O alto índice de psicose pode, dentre outras causas, ser decorrência, também, do hábito cultural de muitos povos africanos de mascar uma planta chamada Khat, que dá origem às anfetaminas. “Eles mascam a erva, verde, para enganar a fome e ter mais energia. E muitos surtam mesmo. A planta é vendida livremente em veículos que passam ofertando os maços. É uma cultura muito forte, e é difícil modificá-la. Fazíamos palestras tentando alertar sobre os seus perigos”, relata a psiquiatra. “É muito complicado. As condições de vida na África já são terríveis e os refugiados não têm identidade, não podem sair do acampamento, para não competirem com a economia do Quênia, não podem plantar... A maioria é composta por pastores nômades e tem de ficar confinada àquela área”, lamenta.

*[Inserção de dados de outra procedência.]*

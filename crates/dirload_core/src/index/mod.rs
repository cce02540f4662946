//! Index definitions, index stream identity and key extraction.
//!
//! Every configured attribute index is split into one sortable stream per
//! [`IndexKind`]. The [`IndexKey`] of a stream is its identity during phase
//! one: buffers, scratch writers and scratch files are all per `IndexKey`.
//!
//! # Index Types
//!
//! - equality / ordering: normalised values
//! - presence: a single key per attribute
//! - substring: fixed-length substrings of every value suffix
//! - approximate: phonetic codes
//! - extensible substring / shared: matching-rule specific keys

mod attribute;
mod definition;
mod key;
mod kind;

pub use attribute::AttributeIndex;
pub use definition::{AttributeIndexConfig, ExtensibleRule, DEFAULT_ENTRY_LIMIT};
pub use key::{IndexKey, KeyComparator};
pub use kind::IndexKind;
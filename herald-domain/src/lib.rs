//! 事件分发、持久化与重放领域库（herald-domain）
//!
//! 提供进程内事件驱动骨架的通用构件：
//! - 事件模型（`event`）与统一错误（`error`）
//! - 事件系统（`eventing`）：总线协议、分发器、处理器注册表与指标
//! - 持久化（`persist`）：事件存储、快速访问缓存与持久化处理器
//! - 重放（`replay`）：按时间窗口与批次将历史事件重新注入分发器
//!
//! 存储后端仅以接口形式出现，内存实现用于测试与单进程场景，
//! Postgres 实现位于 `infra-sqlx` 特性之后。
//!
//! 典型用法：
//! 1. 构建 `EventDispatcher` 并 `start`；
//! 2. 用 `HandlerRegistry` 注册处理器（含 `PersistentEventHandler`）；
//! 3. 生产者调用 `publish`；
//! 4. 需要时通过 `EventReplayer` 重放历史或失败事件。
//!
pub mod error;
pub mod event;
pub mod eventing;
pub mod persist;
pub mod replay;
pub mod serde_ext;
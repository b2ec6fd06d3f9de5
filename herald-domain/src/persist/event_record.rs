//! 事件持久化模型（EventRecord）
//!
//! 事件在持久化层的标准形态，状态机：
//! `pending → processed`、`pending → failed`、`failed → failed`、`failed → processed`；
//! 对已处理记录重复标记处理视为刷新处理时间，其余转换均被拒绝。
//!
use crate::error::{EventError, EventResult};
use crate::event::Event;
use chrono::{DateTime, Utc};
use serde::{Deserialize, Serialize};
use std::fmt;
use std::str::FromStr;

#[derive(Debug, Clone, Copy, PartialEq, Eq, Hash, Serialize, Deserialize)]
#[serde(rename_all = "lowercase")]
pub enum EventStatus {
    Pending,
    Processed,
    Failed,
}

impl EventStatus {
    pub const fn as_str(&self) -> &'static str {
        match self {
            EventStatus::Pending => "pending",
            EventStatus::Processed => "processed",
            EventStatus::Failed => "failed",
        }
    }
}

impl fmt::Display for EventStatus {
    fn fmt(&self, f: &mut fmt::Formatter<'_>) -> fmt::Result {
        f.write_str(self.as_str())
    }
}

impl FromStr for EventStatus {
    type Err = EventError;

    fn from_str(s: &str) -> Result<Self, Self::Err> {
        match s {
            "pending" => Ok(EventStatus::Pending),
            "processed" => Ok(EventStatus::Processed),
            "failed" => Ok(EventStatus::Failed),
            other => Err(EventError::validation(format!("unknown event status: {other}"))),
        }
    }
}

#[derive(Debug, Clone, PartialEq, Eq, Serialize, Deserialize)]
pub struct EventRecord {
    /// 存储层分配的自增主键
    pub id: i64,
    pub event_type: String,
    /// 事件唯一标识（去重键）
    pub event_id: String,
    pub user_id: Option<u64>,
    /// 序列化后的载荷
    pub payload: String,
    pub created_at: DateTime<Utc>,
    pub processed_at: Option<DateTime<Utc>>,
    pub status: EventStatus,
    pub retry_count: u32,
    pub error_message: Option<String>,
}

impl EventRecord {
    /// 由事件构造待处理记录；`id` 由存储层在写入时分配
    pub fn from_event(event: &Event) -> EventResult<Self> {
        Ok(Self {
            id: 0,
            event_type: event.event_type().to_string(),
            event_id: event.event_id().to_string(),
            user_id: event.user_id(),
            payload: serde_json::to_string(event.payload())?,
            created_at: event.timestamp(),
            processed_at: None,
            status: EventStatus::Pending,
            retry_count: 0,
            error_message: None,
        })
    }

    /// 反序列化载荷并还原为事件（保持原事件 ID 与发生时间）
    pub fn to_event(&self) -> EventResult<Event> {
        let payload = serde_json::from_str(&self.payload)?;
        Ok(Event::restore(
            self.event_id.clone(),
            self.event_type.clone(),
            payload,
            self.created_at,
        ))
    }

    pub fn mark_processed(&mut self, at: DateTime<Utc>) -> EventResult<()> {
        // pending / failed / processed（刷新）均可进入 processed
        self.status = EventStatus::Processed;
        self.processed_at = Some(at);
        Ok(())
    }

    /// 标记失败：追加错误信息，重试计数加一
    pub fn mark_failed(&mut self, message: &str) -> EventResult<()> {
        if self.status == EventStatus::Processed {
            return Err(EventError::InvalidTransition {
                event_id: self.event_id.clone(),
                from: self.status.as_str(),
                to: EventStatus::Failed.as_str(),
            });
        }

        self.status = EventStatus::Failed;
        self.retry_count += 1;
        self.error_message = Some(match self.error_message.take() {
            Some(prev) if !prev.is_empty() => format!("{prev}\n{message}"),
            _ => message.to_string(),
        });
        Ok(())
    }
}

“Há muita somatização. Por exemplo, depressão que provoca dor nas costas e outros sintomas; e muitos casos de bipolaridade e autismo, tanto em crianças quanto em adultos”, afirma a psiquiatra. Muitas vezes, atendia pacientes neurológicos, principalmente, paralisia cerebral e epilepsia. Há também muito estresse pós-traumático e distúrbios relacionados a estupros. Apesar de tudo, destaca, “eles são muito resilientes, a religião é muito forte. Só vi uma tentativa de suicídio. Em termos de saúde geral, há muitas outras deficiências, principalmente desnutrição entre as crianças e mesmo adultos”, ressalta.

“A gente se sente muito necessária. Acorda e enxerga muitas situações tristes, mas há também compensações, como ver uma criança ganhar peso, um paciente que fica estável...”. A volta ao Brasil foi difícil. “Demorei muito para me readaptar, nada era tão satisfatório quanto o trabalho na missão. A gente aprende a relativizar tudo e muda seu jeito de ver o mundo. Trouxe mais ensinamentos e experiências do que deixei lá”, assegura Paula.

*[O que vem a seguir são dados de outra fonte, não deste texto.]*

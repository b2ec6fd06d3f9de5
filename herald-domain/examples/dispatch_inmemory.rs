/// 内存分发示例
/// 演示分发器 + 持久化处理器 + 最近事件缓存 + 重放的完整链路
use anyhow::Result as AnyResult;
use async_trait::async_trait;
use chrono::{Duration as ChronoDuration, Utc};
use herald_domain::event::Event;
use herald_domain::eventing::{
    DispatcherConfig, EventBus, EventDispatcher, EventHandler, HandlerMetadata, HandlerRegistry,
    WILDCARD_EVENT_TYPE,
};
use herald_domain::persist::{
    EventStore, InMemoryEventStore, InMemoryKeyValueStore, PersistentEventHandler,
    RecentCacheConfig, RecentEventCache, StoreDeliveryMarker,
};
use herald_domain::replay::{EventReplayer, ReplayOptions};
use serde_json::json;
use std::sync::Arc;
use std::sync::atomic::{AtomicUsize, Ordering};
use std::time::Duration;
use tokio_util::sync::CancellationToken;

// ============================================================================
// 业务处理器
// ============================================================================

/// 统计投票数
#[derive(Default)]
struct VoteTally {
    votes: AtomicUsize,
}

#[async_trait]
impl EventHandler for VoteTally {
    fn handler_name(&self) -> &str {
        "vote_tally"
    }

    async fn handle(&self, event: &Event) -> anyhow::Result<()> {
        let total = self.votes.fetch_add(1, Ordering::SeqCst) + 1;
        println!("  🗳  {} -> total votes {}", event.event_id(), total);
        Ok(())
    }
}

/// 前两次调用失败，模拟不稳定的下游通知服务
#[derive(Default)]
struct FlakyNotifier {
    calls: AtomicUsize,
}

#[async_trait]
impl EventHandler for FlakyNotifier {
    fn handler_name(&self) -> &str {
        "flaky_notifier"
    }

    async fn handle(&self, event: &Event) -> anyhow::Result<()> {
        let n = self.calls.fetch_add(1, Ordering::SeqCst) + 1;
        if n <= 2 {
            anyhow::bail!("notification gateway unavailable (attempt {n})");
        }
        println!("  📣 notified subscribers about {}", event.event_id());
        Ok(())
    }
}

#[tokio::main]
async fn main() -> AnyResult<()> {
    println!("=== 内存分发示例 ===\n");

    let store = Arc::new(InMemoryEventStore::default());
    let cache = RecentEventCache::new(
        Arc::new(InMemoryKeyValueStore::new()),
        RecentCacheConfig::default(),
    );

    let dispatcher = Arc::new(
        EventDispatcher::builder()
            .config(DispatcherConfig {
                worker_count: 4,
                retry_interval: Duration::from_millis(50),
                enable_metrics: false,
                ..Default::default()
            })
            .marker(Arc::new(StoreDeliveryMarker::new(store.clone())))
            .build(),
    );

    let registry = HandlerRegistry::new(dispatcher.clone());
    registry.register_handler(
        WILDCARD_EVENT_TYPE,
        Arc::new(PersistentEventHandler::new(store.clone(), Some(cache.clone()))),
        None,
        None,
    )?;
    let tally = Arc::new(VoteTally::default());
    registry.register_handler("vote.cast", tally.clone(), None, None)?;
    registry.register_handler(
        "vote.cast",
        Arc::new(FlakyNotifier::default()),
        Some(
            HandlerMetadata::builder()
                .name("flaky_notifier")
                .retry_count(5)
                .build(),
        ),
        None,
    )?;

    dispatcher.start();

    // 发布
    println!("--- 发布事件 ---");
    let vote = Event::new("vote.cast", json!({"user_id": 42, "match_id": 7, "option": "home"}));
    let vote_id = vote.event_id().to_string();
    dispatcher.publish(vote)?;
    dispatcher.publish(Event::new("page.view", json!({"user_id": 42, "page": "/matches/7"})))?;

    tokio::time::sleep(Duration::from_millis(400)).await;

    let record = store.get_event(&vote_id).await?;
    println!(
        "✅ {} status={} retry_count={}",
        record.event_id, record.status, record.retry_count
    );

    let m = dispatcher.metrics();
    println!(
        "📊 published={} processed={} failed={} retried={} avg={:?}",
        m.published, m.processed, m.failed, m.retried, m.average_processing_time
    );

    // 缓存
    println!("\n--- 最近事件缓存 ---");
    for event in cache.get_recent_events(10).await? {
        println!("  {} {}", event.event_type(), event.event_id());
    }
    println!("types: {:?}", cache.recent_event_types().await?);

    // 注册表
    println!("\n--- 注册表 ---");
    let stats = registry.registry_stats();
    println!(
        "handlers={} enabled={} types={}",
        stats.total_handlers, stats.enabled_handlers, stats.event_types
    );

    // 重放
    println!("\n--- 重放最近一小时的投票 ---");
    let replayer = EventReplayer::new(store.clone(), dispatcher.clone());
    let now = Utc::now();
    let options = ReplayOptions::builder()
        .event_type("vote.cast")
        .start_time(now - ChronoDuration::hours(1))
        .end_time(now)
        .build();
    let result = replayer.replay_events(&options, &CancellationToken::new()).await?;
    println!(
        "🔁 total={} processed={} failed={}",
        result.total_events, result.processed_events, result.failed_events
    );

    tokio::time::sleep(Duration::from_millis(200)).await;
    dispatcher.shutdown().await;
    println!("\ntotal votes tallied: {}", tally.votes.load(Ordering::SeqCst));
    Ok(())
}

Em 2013, pensou em sair novamente para alguma missão, mas não conseguiu se organizar. Atualmente, tem vários vínculos de trabalho, como o gerenciamento do Centro de Atenção Psicossocial 2 Infantil Vila Maria, na Vila Guilherme, e o Programa de Assistência e Pesquisa às Vítimas de Violência (Prove), da Unifesp. E continua colaborando com a MSF, por meio do escritório da organização em São Paulo.

Aos colegas, Paula diz: “todo médico deveria passar por uma experiência assim. Aliás, não só os médicos. Mas, especialmente para nós, é uma experiência extremamente rica”.

 



Congo



Em 2012, por meio da Cruz Vermelha, Paula deu um curso de terapia interpessoal para mulheres vítimas de abuso sexual, juntamente com uma amiga, também psiquiatra da Unifesp, em Bukavu, província de Kivus, no Congo, perto da fronteira com Ruanda. Ficaram lá durante duas semanas.

“Deu mais medo do que em Dadaad. A situação no Congo é extremamente violenta. Grupos armados andam pelas ruas, existem lá muitos soldados da ONU. É uma guerra civil, mas no fundo se sabe que é uma luta pelo domínio das minas de diamantes e o metal coltão, usado para fazer os tablets”. E, para piorar, relata a psiquiatra, os estupros, que faziam parte da luta étnica, viraram arma de guerra. “Há até placas pelas ruas, dizendo: todos juntos contra o estupro. É um caos”.